Unnamed: 0,Purchase ID,SN,Age,Gender,Item ID,Item Name,Price
0,0,Lisim78,20,Male,108,"Extraction, Quickblade Of Trembling Hands",3.53
1,1,Lisovynya38,40,Male,143,Frenzied Scimitar,1.56
2,2,Ithergue48,24,Male,92,Final Critic,4.88
3,3,Chamassasya86,24,Male,100,Blindscythe,3.27
4,4,Iskosia90,23,Male,131,Fury,1.44


## Player Count

* Display the total number of players


In [8]:
total_players = purchase_data['SN'].nunique()
total_players

576

## Purchasing Analysis (Total)

* Run basic calculations to obtain number of unique items, average price, etc.


* Create a summary data frame to hold the results


* Optional: give the displayed data cleaner formatting


* Display the summary data frame


In [12]:

avg_price=purchase_data['Price'].mean()
number_of_purchases=purchase_data['Item Name'].count()
total_revenue=purchase_data['Price'].sum()
unique_items=purchase_data['Item Name'].nunique()

purchase_data.df=pd.DataFrame({'Average Price':[avg_price],
                              'Number of Purchases':[number_of_purchases],
                              'Total Revenue':[total_revenue],
                              'Unique Items':[unique_items]})
purchase_data.df.head()

  # Remove the CWD from sys.path while we load stuff.


Unnamed: 0,Average Price,Number of Purchases,Total Revenue,Unique Items
0,3.050987,780,2379.77,179


## Gender Demographics

* Percentage and Count of Male Players


* Percentage and Count of Female Players


* Percentage and Count of Other / Non-Disclosed




In [30]:
gender_df=purchase_data.groupby(['Gender'])


total_players=gender_df['SN'].nunique()
gender_count=gender_df['Gender'].count()
gender_percent = (gender_count / total_players).map('%{:,.2f}'.format)
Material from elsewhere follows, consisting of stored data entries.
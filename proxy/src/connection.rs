//! Connection contract the proxy core is written against
//!
//! A connection is a bidirectional, channelized packet transport. The core
//! only needs to receive, send (optionally waiting for the acknowledgement),
//! say goodbye and close. Closing must wake a pending `recv`.

use crate::error::ConnError;
use async_trait::async_trait;
use shared::Packet;
use std::net::SocketAddr;
use std::sync::atomic::{AtomicBool, Ordering};
use tokio::sync::{mpsc, oneshot, watch, Mutex};

/// Resolves once the remote side acknowledged a reliable packet.
/// Dropped without a value if the connection closes first.
pub type Ack = oneshot::Receiver<()>;

#[async_trait]
pub trait Connection: Send + Sync {
    /// Waits for the next packet. `ConnError::Closed` is terminal.
    async fn recv(&self) -> Result<Packet, ConnError>;

    /// Queues a packet and returns its acknowledgement handle
    async fn send(&self, pkt: Packet) -> Result<Ack, ConnError>;

    /// Tells the remote side this connection is going away
    async fn send_disco(&self, timed_out: bool) -> Result<(), ConnError>;

    fn close(&self);

    fn addr(&self) -> SocketAddr;

    /// Whether the connection was closed because the remote stopped responding
    fn timed_out(&self) -> bool;

    fn is_closed(&self) -> bool;
}

/// Ack handle for packets that need no acknowledgement
pub fn resolved_ack() -> Ack {
    let (tx, rx) = oneshot::channel();
    let _ = tx.send(());
    rx
}

/// Closed/timed-out state that async waiters can subscribe to
#[derive(Debug)]
pub struct CloseSignal {
    closed: watch::Sender<bool>,
    timed_out: AtomicBool,
}

impl CloseSignal {
    pub fn new() -> Self {
        let (closed, _) = watch::channel(false);
        Self {
            closed,
            timed_out: AtomicBool::new(false),
        }
    }

    /// Returns true if this call performed the transition
    pub fn close(&self, timed_out: bool) -> bool {
        if timed_out {
            self.timed_out.store(true, Ordering::SeqCst);
        }
        !self.closed.send_replace(true)
    }

    pub fn is_closed(&self) -> bool {
        *self.closed.borrow()
    }

    pub fn timed_out(&self) -> bool {
        self.timed_out.load(Ordering::SeqCst)
    }

    /// Completes once the connection is closed
    pub async fn wait(&self) {
        let mut rx = self.closed.subscribe();
        let _ = rx.wait_for(|closed| *closed).await;
    }
}

impl Default for CloseSignal {
    fn default() -> Self {
        Self::new()
    }
}

#[derive(Debug)]
enum Frame {
    Data(Packet, Option<oneshot::Sender<()>>),
    Disco { timed_out: bool },
}

/// One end of an in-process connection pair
pub struct MemoryConnection {
    local: SocketAddr,
    remote: SocketAddr,
    tx: mpsc::UnboundedSender<Frame>,
    rx: Mutex<mpsc::UnboundedReceiver<Frame>>,
    close: CloseSignal,
}

impl MemoryConnection {
    /// Creates two connected ends; `a` is the address the second end sees
    /// as its remote and vice versa.
    pub fn pair(a: SocketAddr, b: SocketAddr) -> (MemoryConnection, MemoryConnection) {
        let (a_tx, b_rx) = mpsc::unbounded_channel();
        let (b_tx, a_rx) = mpsc::unbounded_channel();

        let first = MemoryConnection {
            local: a,
            remote: b,
            tx: a_tx,
            rx: Mutex::new(a_rx),
            close: CloseSignal::new(),
        };
        let second = MemoryConnection {
            local: b,
            remote: a,
            tx: b_tx,
            rx: Mutex::new(b_rx),
            close: CloseSignal::new(),
        };

        (first, second)
    }

    pub fn local_addr(&self) -> SocketAddr {
        self.local
    }
}

#[async_trait]
impl Connection for MemoryConnection {
    async fn recv(&self) -> Result<Packet, ConnError> {
        if self.close.is_closed() {
            return Err(ConnError::Closed);
        }

        let mut rx = self.rx.lock().await;
        tokio::select! {
            biased;
            frame = rx.recv() => match frame {
                Some(Frame::Data(pkt, ack)) => {
                    if let Some(ack) = ack {
                        let _ = ack.send(());
                    }
                    Ok(pkt)
                }
                Some(Frame::Disco { timed_out }) => {
                    self.close.close(timed_out);
                    Err(ConnError::Closed)
                }
                None => {
                    self.close.close(false);
                    Err(ConnError::Closed)
                }
            },
            _ = self.close.wait() => Err(ConnError::Closed),
        }
    }

    async fn send(&self, pkt: Packet) -> Result<Ack, ConnError> {
        if self.close.is_closed() {
            return Err(ConnError::Closed);
        }

        let (ack, handle) = if pkt.unreliable {
            (None, resolved_ack())
        } else {
            let (tx, rx) = oneshot::channel();
            (Some(tx), rx)
        };

        self.tx
            .send(Frame::Data(pkt, ack))
            .map_err(|_| ConnError::Closed)?;
        Ok(handle)
    }

    async fn send_disco(&self, timed_out: bool) -> Result<(), ConnError> {
        self.tx
            .send(Frame::Disco { timed_out })
            .map_err(|_| ConnError::Closed)
    }

    fn close(&self) {
        self.close.close(false);
    }

    fn addr(&self) -> SocketAddr {
        self.remote
    }

    fn timed_out(&self) -> bool {
        self.close.timed_out()
    }

    fn is_closed(&self) -> bool {
        self.close.is_closed()
    }
}

#[cfg(test)]
mod tests {
    use super::*;
    use std::time::Duration;
    use tokio::time::timeout;

    fn addrs() -> (SocketAddr, SocketAddr) {
        (
            "127.0.0.1:30000".parse().unwrap(),
            "127.0.0.1:40000".parse().unwrap(),
        )
    }

    #[tokio::test]
    async fn test_pair_delivers_and_acks() {
        let (a, b) = addrs();
        let (left, right) = MemoryConnection::pair(a, b);

        assert_eq!(left.addr(), b);
        assert_eq!(right.addr(), a);

        let ack = left.send(Packet::new(vec![0, 1, 2])).await.unwrap();
        let pkt = right.recv().await.unwrap();
        assert_eq!(pkt.data, vec![0, 1, 2]);

        timeout(Duration::from_secs(1), ack).await.unwrap().unwrap();
    }

    #[tokio::test]
    async fn test_unreliable_ack_is_immediate() {
        let (a, b) = addrs();
        let (left, _right) = MemoryConnection::pair(a, b);

        let ack = left.send(Packet::new(vec![0, 1]).unreliable()).await.unwrap();
        timeout(Duration::from_millis(50), ack).await.unwrap().unwrap();
    }

    #[tokio::test]
    async fn test_disco_closes_remote() {
        let (a, b) = addrs();
        let (left, right) = MemoryConnection::pair(a, b);

        left.send_disco(true).await.unwrap();
        assert!(right.recv().await.unwrap_err().is_closed());
        assert!(right.is_closed());
        assert!(right.timed_out());
    }

    #[tokio::test]
    async fn test_close_unblocks_pending_recv() {
        let (a, b) = addrs();
        let (left, _right) = MemoryConnection::pair(a, b);
        let left = std::sync::Arc::new(left);

        let waiter = {
            let left = left.clone();
            tokio::spawn(async move { left.recv().await })
        };

        tokio::time::sleep(Duration::from_millis(10)).await;
        left.close();

        let result = timeout(Duration::from_secs(1), waiter).await.unwrap().unwrap();
        assert!(result.unwrap_err().is_closed());
        assert!(left.send(Packet::new(vec![0, 0])).await.is_err());
    }

    #[test]
    fn test_close_signal_transitions_once() {
        let signal = CloseSignal::new();
        assert!(!signal.is_closed());
        assert!(signal.close(false));
        assert!(!signal.close(true));
        assert!(signal.is_closed());
        assert!(signal.timed_out());
    }
}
player_gender=pd.DataFrame({'Player Count': gender_count,
                           'Player Percentage': gender_percent})
player_gender

Unnamed: 0_level_0,Player Count,Player Percentage
Gender,Unnamed: 1_level_1,Unnamed: 2_level_1
Female,113,%1.40
Male,652,%1.35
Other / Non-Disclosed,15,%1.36



## Purchasing Analysis (Gender)

* Run basic calculations to obtain purchase count, avg. purchase price, avg. purchase total per person etc. by gender




* Create a summary data frame to hold the results


* Optional: give the displayed data cleaner formatting


* Display the summary data frame

In [33]:
player_gender_analysis = purchase_data.groupby(['Gender'])

 
purchase_count = player_gender_analysis['Item Name'].count()
average_purchase_price = player_gender_analysis['Price'].sum() / purchase_count
total_players_gender_analysis = player_gender_analysis['SN'].nunique().astype(float)
average_purchase_total = player_gender_analysis['Price'].sum()/ total_players_gender_analysis


gender_analysis_summary = pd.DataFrame({"Purchase Count": purchase_count,
                                       "Avg Purchase Price": average_purchase_price,
                                       "Avg Purchase Total": average_purchase_total})
gender_analysis_summary

Unnamed: 0_level_0,Avg Purchase Price,Avg Purchase Total,Purchase Count
Gender,Unnamed: 1_level_1,Unnamed: 2_level_1,Unnamed: 3_level_1
Female,3.203009,4.468395,113
Male,3.017853,4.065372,652
Other / Non-Disclosed,3.346,4.562727,15


## Age Demographics

* Establish bins for ages


* Categorize the existing players using the age bins. Hint: use pd.cut()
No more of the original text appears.